In the last three years, the Company has experienced negative cash flow from
operations and expects to continue to experience significant negative cash flow
from operations for the foreseeable future. The Company currently anticipates
that the net proceeds of its initial public offering and secondary offering,
together with its existing capital resources, will be sufficient to meet the
Company's capital requirements through the end of 1999, although the Company
could be required, or could elect, to seek to raise additional financing during
such period or thereafter, in part to fund its financial obligations to AOL,
Excite and Lycos or for other purposes. There can be no assurance that such
financing will be available in sufficient amounts or on terms acceptable to the
Company, if at all.

                                       24
<PAGE>
 
     Risks Associated with Offering New Services. The Company plans to introduce
new and expanded services and to enter into new relationships with third parties
in order to generate additional revenues, attract more consumers and respond to
competition. For example, the Company may offer travel insurance and  travel
financing services. There can be no assurance that the Company would be able to
offer such services in a cost effective or timely manner or that any such
efforts would be successful.  Furthermore, any new service launched by the
Company that is not favorably received by consumers could damage the Company's
reputation or its brand name. Expansion of the Company's services in this manner
would also require significant additional expenses and development and may
strain the Company's management, financial and operational resources. The
Company's inability to generate revenues from such expanded services or products
sufficient to offset their cost could have a material adverse effect on the
Company's business, operating results and financial condition.
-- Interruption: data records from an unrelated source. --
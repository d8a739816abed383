use std::time::Duration;

use async_trait::async_trait;
use reqwest::Client;
use serde::{Deserialize, Serialize};

#[async_trait]
pub trait ProfanityFilter: Send + Sync {
    async fn is_profane(&self, text: &str) -> bool;
}

#[derive(Serialize)]
struct ProfanityRequest<'a> {
    message: &'a str,
}

#[derive(Deserialize)]
#[serde(rename_all = "camelCase")]
struct ProfanityResponse {
    is_profanity: bool,
}

/// Remote classifier. Any failure lets the text through.
pub struct ProfanityApi {
    client: Client,
    url: String,
}

impl ProfanityApi {
    pub fn new(url: impl Into<String>, timeout: Duration) -> Self {
        let client = Client::builder().timeout(timeout).build().unwrap_or_else(|e| {
            tracing::warn!("Failed to build profanity HTTP client, using defaults: {:?}", e);
            Client::new()
        });

        Self {
            client,
            url: url.into(),
        }
    }
}

#[async_trait]
impl ProfanityFilter for ProfanityApi {
    async fn is_profane(&self, text: &str) -> bool {
        let response = match self
            .client
            .post(&self.url)
            .json(&ProfanityRequest { message: text })
            .send()
            .await
        {
            Ok(response) => response,
            Err(e) => {
                tracing::warn!("Profanity check unavailable, allowing name: {:?}", e);
                return false;
            }
        };

        match response.json::<ProfanityResponse>().await {
            Ok(body) => body.is_profanity,
            Err(e) => {
                tracing::warn!("Unreadable profanity check response, allowing name: {:?}", e);
                false
            }
        }
    }
}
     Liability for Internet Content. As a publisher and distributor of online
content, the Company faces potential liability for defamation, negligence,
copyright, patent or trademark infringement and other claims based on the nature
and content of the materials that the Company publishes or distributes. Such
claims have been brought, and sometimes successfully pressed, against online
services. In addition, the Company does not and cannot practically screen all of
the content generated by its users on the bulletin board system on the Company's
online sites, and the Company could be exposed to liability with respect to such
content. Although the Company carries general liability insurance, the Company's
insurance may not cover claims of these types or may not be adequate to
indemnify the Company for all liability that may be imposed. Any imposition of
liability, particularly liability that is not covered by insurance or is in
excess of insurance coverage, could have a material adverse effect on the
Company's reputation and its business, operating results and financial
condition.

     Uncertain Protection of Intellectual Property; Risks of Third Party
Licenses. The Company regards its copyrights, service marks, trademarks, trade
dress, trade secrets and similar intellectual property as critical to its
success, and relies on trademark and copyright law, trade secret protection and
confidentiality and/or license agreements with the Company's employees,
customers, partners and others to protect its proprietary rights. The Company
pursues the registration of certain of its key trademarks and service marks in
the United States and internationally. Effective trademark, service mark,
copyright and trade secret protection may not be available in every country in
which the Company's products and services are made available online. The Company
has licensed in the past, and expects that it may license in the future, certain
of its proprietary rights, such as trademarks or copyrighted material, to third
parties. While the Company attempts to ensure that the quality of its brand is
maintained by such licensees, there can be no assurance that such licensees will
not take actions that might materially adversely affect the value of the
Company's proprietary rights or reputation, which could have a material adverse
effect on the Company's business, operating results and financial condition.
There can be no assurance that the steps taken by the Company to protect its
proprietary rights will be adequate or that third parties will not infringe or
misappropriate the Company's copyrights, trademarks, trade dress and similar
proprietary rights. In addition, there can be no assurance that other parties
will not assert infringement claims against the Company. The Company may be
subject to legal proceedings and claims from time to time in the ordinary course
of its business, including claims of alleged infringement of the trademarks and
other intellectual property rights of third parties by the Company and its
licensees. Such claims, even if not meritorious, could result in the expenditure
of significant financial and managerial resources.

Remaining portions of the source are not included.